[GIVEN ENTRIES]
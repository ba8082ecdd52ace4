// SPDX-License-Identifier: Apache-2.0
// Copyright (c) 2025 Au-Zone Technologies. All Rights Reserved.

use clap::Parser;
use edgefirst_cloudpub::batcher::IncompletePolicy;
use serde_json::json;
use std::path::PathBuf;
use tracing::level_filters::LevelFilter;
use zenoh::config::{Config, WhatAmI};

#[derive(Parser, Debug, Clone)]
#[command(author, version, about, long_about = None)]
pub struct Args {
    /// Hostname or IP address of the sensor. Metadata is fetched from its
    /// HTTP API unless --metadata is given.
    #[arg(env)]
    pub target: Option<String>,

    /// Read sensor metadata from a JSON file instead of the sensor.
    #[arg(long, env)]
    pub metadata: Option<PathBuf>,

    /// Seconds to wait for the sensor to report RUNNING.
    #[arg(long, env, default_value = "60")]
    pub metadata_timeout: u64,

    /// Prefix for all frame names, used to tell several sensors apart.
    #[arg(long, env, default_value = "")]
    pub tf_prefix: String,

    /// lidar base topic, clouds go to TOPIC/points and imu to TOPIC/imu
    #[arg(long, env, default_value = "rt/lidar")]
    pub lidar_topic: String,

    /// Address the UDP sockets bind to.
    #[arg(long, env, default_value = "0.0.0.0")]
    pub bind: String,

    /// Lidar UDP port, defaults to the port in the sensor metadata.
    #[arg(long, env)]
    pub lidar_port: Option<u16>,

    /// IMU UDP port, defaults to the port in the sensor metadata.
    #[arg(long, env)]
    pub imu_port: Option<u16>,

    /// What to do with a scan whose revolution wrapped before all columns
    /// arrived.
    #[arg(long, env, value_enum, default_value_t = IncompletePolicy::Emit)]
    pub incomplete_scans: IncompletePolicy,

    /// Lidar packet queue capacity.
    #[arg(long, env, default_value = "2048")]
    pub lidar_queue: usize,

    /// IMU packet queue capacity.
    #[arg(long, env, default_value = "100")]
    pub imu_queue: usize,

    /// Accepted relative deviation of the scan rate.
    #[arg(long, env, default_value = "0.1")]
    pub rate_tolerance: f64,

    /// Seconds a scan timestamp may lag the host clock before clock skew
    /// is reported.
    #[arg(long, env, default_value = "5.0")]
    pub max_clock_lag: f64,

    /// Application log level
    #[arg(long, env, default_value = "info")]
    pub rust_log: LevelFilter,

    /// zenoh connection mode
    #[arg(long, env, default_value = "peer")]
    mode: WhatAmI,

    /// connect to zenoh endpoints
    #[arg(long, env)]
    connect: Vec<String>,

    /// listen to zenoh endpoints
    #[arg(long, env)]
    listen: Vec<String>,

    /// disable zenoh multicast scouting
    #[arg(long, env)]
    no_multicast_scouting: bool,
}

impl Args {
    pub fn points_topic(&self) -> String {
        format!("{}/points", self.lidar_topic)
    }

    pub fn imu_topic(&self) -> String {
        format!("{}/imu", self.lidar_topic)
    }
}

impl TryFrom<&Args> for Config {
    type Error = Box<dyn std::error::Error + Send + Sync>;

    fn try_from(args: &Args) -> Result<Self, Self::Error> {
        let mut config = Config::default();

        config.insert_json5("mode", &json!(args.mode).to_string())?;

        if !args.connect.is_empty() {
            config.insert_json5("connect/endpoints", &json!(args.connect).to_string())?;
        }

        if !args.listen.is_empty() {
            config.insert_json5("listen/endpoints", &json!(args.listen).to_string())?;
        }

        if args.no_multicast_scouting {
            config.insert_json5("scouting/multicast/enabled", &json!(false).to_string())?;
        }

        config.insert_json5("scouting/multicast/interface", &json!("lo").to_string())?;

        Ok(config)
    }
}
[/GIVEN ENTRIES]
▶ **DIRECTIONS FOR THIS TASK**: Some lines above hold the word "mode". Copy all of them.

▶ **WRITTEN RESPONSE**:
    /// zenoh connection mode
    mode: WhatAmI,
        config.insert_json5("mode", &json!(args.mode).to_string())?;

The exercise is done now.